(Source data Opens)
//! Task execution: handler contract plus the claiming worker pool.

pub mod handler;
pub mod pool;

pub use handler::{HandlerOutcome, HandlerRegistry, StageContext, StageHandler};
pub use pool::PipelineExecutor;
(Source data Closes)
→ **The task**
Pull out every line of the records above that contains the word "handler".

→ **Solution for this problem**
//! Task execution: handler contract plus the claiming worker pool.
pub mod handler;
pub use handler::{HandlerOutcome, HandlerRegistry, StageContext, StageHandler};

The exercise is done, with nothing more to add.